The KSS print is the read, not the trade. Specifically: “no improvement to guidance” is the leading indicator for mid-tier discretionary spend through summer. If KSS comps stay negative through Q2, the trade-down narrative hits in sequence:

First leg: Macy’s (M). Same mid-tier department-store customer, slightly more exposed to apparel. The next print is the canary.

Second leg: Nordstrom (JWN). One notch up the price ladder, but still discretionary. If JWN comps inflect down in Q2, the consumer-stretched narrative has its third confirmation.

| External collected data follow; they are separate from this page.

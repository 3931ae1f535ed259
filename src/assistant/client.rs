//! HTTP driver for the assistant provider API.
//!
//! This module implements the [`AssistantApi`] trait against the provider's
//! REST surface (`/v1/threads`, `/v1/threads/{id}/messages`,
//! `/v1/threads/{id}/runs`). Every call carries the bearer credential and the
//! `OpenAI-Beta: assistants=v2` header.

use std::time::Duration;

use serde::Deserialize;

use super::{AssistantApi, AssistantSettings, MessageRole, RunId, RunStatus, ThreadId, ThreadMessage};

/// Header opting into the provider's assistants API surface.
const BETA_HEADER: (&str, &str) = ("OpenAI-Beta", "assistants=v2");

/// Driver for the assistant provider HTTP API.
#[derive(Clone)]
pub struct HttpAssistantClient {
    http: reqwest::Client,
    settings: AssistantSettings,
}

impl std::fmt::Debug for HttpAssistantClient {
    fn fmt(&self, f: &mut std::fmt::Formatter<'_>) -> std::fmt::Result {
        f.debug_struct("HttpAssistantClient")
            .field("settings", &self.settings)
            .finish()
    }
}

#[derive(Debug, Deserialize)]
struct CreatedObject {
    id: String,
}

#[derive(Debug, Deserialize)]
struct RunObject {
    status: RunStatus,
}

#[derive(Debug, Deserialize)]
struct MessageList {
    data: Vec<ThreadMessage>,
}

impl HttpAssistantClient {
    /// Create a new client with the given settings and per-request timeout.
    pub fn new(settings: AssistantSettings, timeout: Duration) -> anyhow::Result<Self> {
        let http = reqwest::Client::builder().timeout(timeout).build()?;
        Ok(Self { http, settings })
    }

    fn url(&self, path: &str) -> String {
        format!("{}{path}", self.settings.base_url.trim_end_matches('/'))
    }

    fn post(&self, path: &str) -> reqwest::RequestBuilder {
        self.http
            .post(self.url(path))
            .bearer_auth(&self.settings.api_key)
            .header(BETA_HEADER.0, BETA_HEADER.1)
    }

    fn get(&self, path: &str) -> reqwest::RequestBuilder {
        self.http
            .get(self.url(path))
            .bearer_auth(&self.settings.api_key)
            .header(BETA_HEADER.0, BETA_HEADER.1)
    }
}

#[async_trait::async_trait]
impl AssistantApi for HttpAssistantClient {
    async fn create_thread(&self) -> anyhow::Result<ThreadId> {
        let created: CreatedObject = self
            .post("/v1/threads")
            .json(&serde_json::json!({}))
            .send()
            .await?
            .error_for_status()?
            .json()
            .await?;
        Ok(ThreadId(created.id))
    }

    async fn post_message(
        &self,
        thread: &ThreadId,
        role: MessageRole,
        content: &str,
    ) -> anyhow::Result<()> {
        self.post(&format!("/v1/threads/{thread}/messages"))
            .json(&serde_json::json!({
                "role": role.to_string(),
                "content": content,
            }))
            .send()
            .await?
            .error_for_status()?;
        Ok(())
    }

    async fn create_run(&self, thread: &ThreadId, assistant_id: &str) -> anyhow::Result<RunId> {
        let created: CreatedObject = self
            .post(&format!("/v1/threads/{thread}/runs"))
            .json(&serde_json::json!({ "assistant_id": assistant_id }))
            .send()
            .await?
            .error_for_status()?
            .json()
            .await?;
        Ok(RunId(created.id))
    }

    async fn run_status(&self, thread: &ThreadId, run: &RunId) -> anyhow::Result<RunStatus> {
        let obj: RunObject = self
            .get(&format!("/v1/threads/{thread}/runs/{run}"))
            .send()
            .await?
            .error_for_status()?
            .json()
            .await?;
        Ok(obj.status)
    }

    async fn list_messages(&self, thread: &ThreadId) -> anyhow::Result<Vec<ThreadMessage>> {
        let list: MessageList = self
            .get(&format!("/v1/threads/{thread}/messages"))
            .send()
            .await?
            .error_for_status()?
            .json()
            .await?;
        Ok(list.data)
    }
}
//! Axum router and request handlers for the relay.

use std::sync::Arc;
use std::time::Duration;

use axum::{
    Json, Router,
    extract::{Path, State},
    http::{StatusCode, header},
    response::{Html, IntoResponse},
    routing::{get, post},
};
use serde::{Deserialize, Serialize};
use tower_http::{cors::CorsLayer, timeout::TimeoutLayer, trace::TraceLayer};
use tracing::info;

use crate::AppState;
use crate::assistant::{
    AssistantSettings, ExchangeError, Exchanger, HttpAssistantClient, ThreadId,
};
use crate::config::AppConfig;
use crate::session::{SessionStore, TranscriptEntry};
use crate::ui;

/// Start the relay server with the provided configuration.
pub async fn start_server(
    config: Arc<AppConfig>,
    settings: AssistantSettings,
) -> anyhow::Result<()> {
    info!(
        name: "assistant.config.loaded",
        base_url = %settings.base_url,
        assistant_id = %settings.assistant_id,
        "Assistant configuration loaded"
    );

    let client = HttpAssistantClient::new(
        settings.clone(),
        Duration::from_secs(config.exchange.upstream_timeout_secs),
    )?;
    let exchanger = Arc::new(Exchanger::new(
        Arc::new(client),
        settings.assistant_id.clone(),
        config.exchange.to_settings(),
    ));

    let state = AppState {
        exchanger,
        sessions: SessionStore::new(),
        assistant_id: settings.assistant_id,
    };

    let app = router(state, Duration::from_secs(config.server.request_timeout_secs));

    let addr = format!("{}:{}", config.server.host, config.server.port);
    let listener = tokio::net::TcpListener::bind(&addr).await?;

    info!(
        name: "server.started",
        address = %addr,
        "Server started"
    );

    axum::serve(listener, app).await?;
    Ok(())
}

/// Build the relay router.
///
/// The widget is served same-origin but the relay also allows cross-origin
/// embedding, matching how the original page injected the script.
pub fn router(state: AppState, request_timeout: Duration) -> Router {
    Router::new()
        .route("/", get(index_handler))
        .route("/widget.js", get(widget_script_handler))
        .route("/config", get(config_handler))
        .route("/chat", post(chat_handler))
        .route("/chat/{thread_id}/messages", get(transcript_handler))
        .layer(TimeoutLayer::new(request_timeout))
        .layer(CorsLayer::permissive())
        .layer(TraceLayer::new_for_http())
        .with_state(state)
}

// ─────────────────────────────────────────────────────────────────────────────
// Page Handlers
// ─────────────────────────────────────────────────────────────────────────────

/// Demo page embedding the widget.
async fn index_handler() -> impl IntoResponse {
    Html(ui::demo_page())
}

/// The widget bootstrap script.
async fn widget_script_handler() -> impl IntoResponse {
    (
        [(header::CONTENT_TYPE, "text/javascript; charset=utf-8")],
        ui::widget_script(),
    )
}

// ─────────────────────────────────────────────────────────────────────────────
// API Handlers
// ─────────────────────────────────────────────────────────────────────────────

/// Response from the widget configuration endpoint.
///
/// Deliberately excludes the API credential; the relay is the only holder.
#[derive(Debug, Serialize)]
struct ConfigResponse {
    /// Assistant identifier the relay runs exchanges against.
    assistant_id: String,
}

/// Request body for the chat relay.
#[derive(Debug, Deserialize)]
struct ChatRequest {
    /// User message content.
    message: String,
    /// Thread id from a previous exchange, or null for a fresh conversation.
    #[serde(default)]
    thread_id: Option<String>,
}

/// Response from the chat relay.
#[derive(Debug, Serialize)]
struct ChatResponse {
    /// Assistant reply text.
    reply: String,
    /// Thread id to send on the next exchange.
    thread_id: String,
}

/// JSON error payload.
#[derive(Debug, Serialize)]
struct ErrorBody {
    error: String,
}

fn error_response(status: StatusCode, message: impl Into<String>) -> (StatusCode, Json<ErrorBody>) {
    (
        status,
        Json(ErrorBody {
            error: message.into(),
        }),
    )
}

/// GET /config - Widget configuration.
async fn config_handler(State(state): State<AppState>) -> Json<ConfigResponse> {
    Json(ConfigResponse {
        assistant_id: state.assistant_id.clone(),
    })
}

/// POST /chat - Relay one user message and return the assistant reply.
async fn chat_handler(
    State(state): State<AppState>,
    Json(req): Json<ChatRequest>,
) -> Result<Json<ChatResponse>, (StatusCode, Json<ErrorBody>)> {
    let message = req.message.trim();
    if message.is_empty() {
        return Err(error_response(
            StatusCode::UNPROCESSABLE_ENTITY,
            "message must not be empty",
        ));
    }

    let request_id = uuid::Uuid::new_v4().to_string();
    let thread_id = req
        .thread_id
        .filter(|id| !id.trim().is_empty())
        .map(ThreadId);

    tracing::info!(
        request_id = %request_id,
        message_length = message.len(),
        thread_id = ?thread_id,
        "Received chat request"
    );

    match state.exchanger.exchange(thread_id, message).await {
        Ok((thread, reply)) => {
            // Transcript preserves exchange order: user message, then reply.
            let session = state.sessions.get_or_create(thread.as_str());
            session.add_user_message(message);
            session.add_assistant_message(&reply);

            tracing::info!(
                request_id = %request_id,
                thread_id = %thread,
                reply_length = reply.len(),
                "Chat request processed"
            );

            Ok(Json(ChatResponse {
                reply,
                thread_id: thread.to_string(),
            }))
        }
        Err(e) => {
            tracing::error!(request_id = %request_id, error = %e, "Exchange failed");
            let status = match &e {
                ExchangeError::RunTimedOut { .. } => StatusCode::GATEWAY_TIMEOUT,
                ExchangeError::Api(_)
                | ExchangeError::RunFailed { .. }
                | ExchangeError::UnexpectedShape => StatusCode::BAD_GATEWAY,
            };
            Err(error_response(status, e.to_string()))
        }
    }
}

/// GET /chat/{thread_id}/messages - Locally recorded transcript for a thread.
async fn transcript_handler(
    State(state): State<AppState>,
    Path(thread_id): Path<String>,
) -> Result<Json<Vec<TranscriptEntry>>, StatusCode> {
    match state.sessions.get(&thread_id) {
        Some(session) => Ok(Json(session.messages())),
        None => Err(StatusCode::NOT_FOUND),
    }
}
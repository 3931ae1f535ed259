//! The floating chat widget: styles, DOM scaffold, and exchange script.
//!
//! The script is a single self-executing bundle a host page loads with one
//! `<script>` tag. It injects its own styles and DOM nodes, so running it
//! twice would duplicate the widget; hosts must include it once.

/// Widget bootstrap script.
///
/// Contract with the relay:
/// - `GET /config` resolves before the first exchange is attempted
/// - `POST /chat` carries `{message, thread_id}`; the returned `thread_id`
///   is held for the rest of the page session
/// - any failure renders the fixed fallback string instead of surfacing an
///   error to the host page
#[must_use]
pub fn widget_script() -> &'static str {
    WIDGET_SCRIPT
}

/// Demo page embedding the widget the way a host page would.
#[must_use]
pub fn demo_page() -> &'static str {
    DEMO_PAGE
}

const WIDGET_SCRIPT: &str = r##"(function () {
  const style = document.createElement('style');
  style.innerHTML = `
    #chat-widget-container { position: fixed; bottom: 40px; right: 30px; z-index: 9999; display: flex; flex-direction: column; align-items: flex-end; font-family: system-ui, sans-serif; font-size: 14px; }
    #chat-widget-container .hidden { display: none; }
    #chat-bubble { width: 56px; height: 56px; border-radius: 50%; background: #1a181e; color: #fff; display: flex; align-items: center; justify-content: center; cursor: pointer; font-size: 24px; box-shadow: 0 4px 12px rgba(0, 0, 0, 0.3); }
    #chat-popup { width: 360px; height: 70vh; max-height: 70vh; margin-bottom: 12px; background: #111827; color: #e5e7eb; border: 1px solid #6d28d9; border-radius: 8px; display: flex; flex-direction: column; overflow: hidden; transition: all 0.3s; }
    #chat-header { display: flex; justify-content: space-between; align-items: center; padding: 12px 16px; background: #111827; border-bottom: 1px solid #6d28d9; }
    #chat-header h3 { margin: 0; font-size: 16px; }
    #close-popup { background: transparent; border: none; color: #fff; cursor: pointer; font-size: 14px; }
    #chat-messages { flex: 1; padding: 16px; overflow-y: auto; }
    .chat-row { display: flex; margin-bottom: 12px; }
    .chat-row.user { justify-content: flex-end; }
    .chat-row > div { background: #1f2937; border-radius: 8px; padding: 8px 16px; max-width: 70%; white-space: pre-wrap; }
    #chat-input-container { padding: 16px; border-top: 1px solid #4c1d95; display: flex; gap: 12px; align-items: center; }
    #chat-input { flex: 1; border-radius: 6px; border: none; padding: 8px 12px; outline: none; }
    #chat-submit { background: #1f2937; color: #fff; border: none; border-radius: 6px; padding: 8px 16px; cursor: pointer; }
    .content-loader { display: none; padding: 4px 16px; }
    .typing-loader::after { color: #ffdead; content: 'Assistant is typing.....'; animation: blink 0.75s step-end infinite; font-size: 10px; }
    @keyframes blink { 50% { color: transparent; } }
    @media (max-width: 768px) { #chat-popup { position: fixed; top: 0; right: 0; bottom: 0; left: 0; width: 100%; height: 100%; max-height: 100%; border-radius: 0; } }
  `;
  document.head.appendChild(style);

  const chatWidgetContainer = document.createElement('div');
  chatWidgetContainer.id = 'chat-widget-container';
  document.body.appendChild(chatWidgetContainer);

  chatWidgetContainer.innerHTML = `
    <div id="chat-popup" class="hidden">
      <div id="chat-header">
        <h3>Assistant</h3>
        <button id="close-popup">X</button>
      </div>
      <div id="chat-messages"></div>
      <div class="content-loader"><div class="typing-loader"></div></div>
      <div id="chat-input-container">
        <input type="text" id="chat-input" placeholder="Type a message">
        <button id="chat-submit">Send</button>
      </div>
    </div>
    <div id="chat-bubble">&#128172;</div>`;

  const chatInput = document.getElementById('chat-input');
  const chatSubmit = document.getElementById('chat-submit');
  const chatBubble = document.getElementById('chat-bubble');
  const chatPopup = document.getElementById('chat-popup');
  const chatMessages = document.getElementById('chat-messages');
  const loader = chatWidgetContainer.querySelector('.content-loader');
  const closePopup = document.getElementById('close-popup');

  let threadId = null;

  // Configuration readiness is an awaited precondition of the first
  // exchange; user input is never raced against this fetch.
  const configReady = fetch('/config')
    .then((response) => {
      if (!response.ok) throw new Error('Failed to fetch config');
      return response.json();
    })
    .catch((error) => {
      console.error('Error fetching config:', error);
      return null;
    });

  async function sendMessage(message) {
    try {
      await configReady;
      const response = await fetch('/chat', {
        method: 'POST',
        headers: { 'Content-Type': 'application/json' },
        body: JSON.stringify({ message: message, thread_id: threadId }),
      });
      if (!response.ok) throw new Error('Failed to send message');
      const data = await response.json();
      if (data.error) throw new Error(data.error);
      threadId = data.thread_id;
      return data.reply;
    } catch (error) {
      console.error('Error in chat request:', error);
      return 'Sorry, something went wrong.';
    }
  }

  function appendBubble(role, text) {
    const row = document.createElement('div');
    row.className = 'chat-row ' + role;
    const bubble = document.createElement('div');
    bubble.textContent = text;
    row.appendChild(bubble);
    chatMessages.appendChild(row);
    chatMessages.scrollTop = chatMessages.scrollHeight;
  }

  async function onUserRequest(message) {
    if (!message.trim()) return;

    // The user bubble renders before any network call begins.
    appendBubble('user', message);
    chatInput.value = '';
    loader.style.display = 'inline-block';

    const replyMessage = await sendMessage(message);

    loader.style.display = 'none';
    appendBubble('assistant', replyMessage);
  }

  chatSubmit.addEventListener('click', () => onUserRequest(chatInput.value));
  chatInput.addEventListener('keyup', (event) => {
    if (event.key === 'Enter') chatSubmit.click();
  });
  chatBubble.addEventListener('click', () => chatPopup.classList.toggle('hidden'));
  closePopup.addEventListener('click', () => chatPopup.classList.toggle('hidden'));
})();
"##;

const DEMO_PAGE: &str = r#"<!DOCTYPE html>
<html lang="en">
<head>
    <meta charset="utf-8">
    <meta name="viewport" content="width=device-width, initial-scale=1">
    <meta name="description" content="Assistant chat widget demo">
    <title>Chat Widget Demo</title>
</head>
<body>
    <main style="font-family: system-ui, sans-serif; max-width: 40rem; margin: 4rem auto; padding: 0 1rem;">
        <h1>Chat Widget Demo</h1>
        <p>
            This page stands in for any host page embedding the widget. The
            floating bubble in the corner is injected by a single script tag;
            everything it sends goes through this server's relay endpoint.
        </p>
        <pre>&lt;script src="/widget.js"&gt;&lt;/script&gt;</pre>
    </main>
    <script src="/widget.js"></script>
</body>
</html>
"#;

#[cfg(test)]
mod tests {
    use super::*;

    #[test]
    fn script_contains_contract_dom_surface() {
        let script = widget_script();
        for id in [
            "chat-widget-container",
            "chat-bubble",
            "chat-popup",
            "chat-header",
            "close-popup",
            "chat-messages",
            "chat-input",
            "chat-submit",
        ] {
            assert!(script.contains(id), "missing DOM id: {id}");
        }
        assert!(script.contains("typing-loader"));
        assert!(script.contains("classList.toggle('hidden')"));
    }

    #[test]
    fn script_awaits_config_and_uses_relay_only() {
        let script = widget_script();
        assert!(script.contains("await configReady"));
        assert!(script.contains("fetch('/chat'"));
        // The credential never ships to the browser.
        assert!(!script.contains("api_key"));
        assert!(!script.contains("Authorization"));
    }

    #[test]
    fn script_renders_fallback_on_failure() {
        assert!(widget_script().contains("Sorry, something went wrong."));
    }

    #[test]
    fn demo_page_embeds_the_script() {
        assert!(demo_page().contains(r#"<script src="/widget.js"></script>"#));
    }
}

Third leg: Target (TGT). The big one. Target sits at the intersection of mid-tier and groceries. A trade-down at TGT — already showing up in last week’s miss — is the broad consumer-weakness signal.

The actionable trade if you believe the K-shape extends: long Walmart (WMT) / short Target (TGT) or short Macy’s (M). WMT captures the trade-down dollars (grocery, household staples); the discretionary mid-tier loses them.

Watch the Personal Income and Outlays release next month for confirmation. Consumer spending exceeded income growth in April — the saving rate dropped to 2.6%. That’s not a sustainable mix.

Not investment advice. Do your own due diligence.